To do:
The exercise asks you to copy every line below in which "String" appears.

Data section:
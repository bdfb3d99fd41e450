//! External (JSON) representation of jobs and solutions. All field names
//! are camelCase on the wire.

use cutstock_rs::entities::Placement;
use cutstock_rs::stats::CutStats;
use serde::{Deserialize, Serialize};

use crate::config::GACConfig;

/// A cutting job as submitted by the caller.
#[derive(Clone, Debug, Serialize, Deserialize)]
#[serde(rename_all = "camelCase")]
pub struct ExtJob {
    pub sheet_width: i64,
    pub sheet_height: i64,
    pub details: Vec<ExtDetail>,
    /// Partial overrides of the optimizer defaults
    #[serde(default)]
    pub algorithm_settings: Option<GACConfig>,
}

#[derive(Clone, Debug, Serialize, Deserialize)]
#[serde(rename_all = "camelCase")]
pub struct ExtDetail {
    pub width: i64,
    pub height: i64,
}

/// A single placed part in the solution.
#[derive(Clone, Debug, Serialize, Deserialize)]
#[serde(rename_all = "camelCase")]
pub struct ExtPlacement {
    pub id: usize,
    pub x: i64,
    pub y: i64,
    pub width: i64,
    pub height: i64,
    pub rotation: bool,
    pub sheet: usize,
    pub original_width: i64,
    pub original_height: i64,
}

impl From<&Placement> for ExtPlacement {
    fn from(p: &Placement) -> Self {
        ExtPlacement {
            id: p.id,
            x: p.x,
            y: p.y,
            width: p.width,
            height: p.height,
            rotation: p.rotation,
            sheet: p.sheet,
            original_width: p.original_width,
            original_height: p.original_height,
        }
    }
}

#[derive(Clone, Debug, Serialize, Deserialize)]
#[serde(rename_all = "camelCase")]
pub struct ExtStats {
    pub sheets_count: usize,
    pub total_area: i64,
    pub used_area: i64,
    pub waste_area: i64,
    pub efficiency: f64,
    pub usable_scrap: i64,
    /// Wall-clock duration of the whole run in seconds, rounded to 2 decimals
    pub execution_time: f64,
}

impl ExtStats {
    pub fn new(stats: &CutStats, execution_time: f64) -> Self {
        ExtStats {
            sheets_count: stats.sheets_count,
            total_area: stats.total_area,
            used_area: stats.used_area,
            waste_area: stats.waste_area,
            efficiency: stats.efficiency,
            usable_scrap: stats.usable_scrap,
            execution_time: (execution_time * 100.0).round() / 100.0,
        }
    }
}

/// Successful solution envelope.
#[derive(Clone, Debug, Serialize, Deserialize)]
pub struct ExtSolution {
    pub success: bool,
    pub data: Vec<ExtPlacement>,
    pub stats: ExtStats,
}

impl ExtSolution {
    pub fn new(placements: &[Placement], stats: ExtStats) -> Self {
        ExtSolution {
            success: true,
            data: placements.iter().map(ExtPlacement::from).collect(),
            stats,
        }
    }
}

/// Failure envelope with a human-readable reason.
#[derive(Clone, Debug, Serialize, Deserialize)]
pub struct ExtFailure {
    pub success: bool,
    pub message: String,
}

impl ExtFailure {
    pub fn new(message: String) -> Self {
        ExtFailure {
            success: false,
            message,
        }
    }
}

Solution to the problem:
    pub message: String,
    pub fn new(message: String) -> Self {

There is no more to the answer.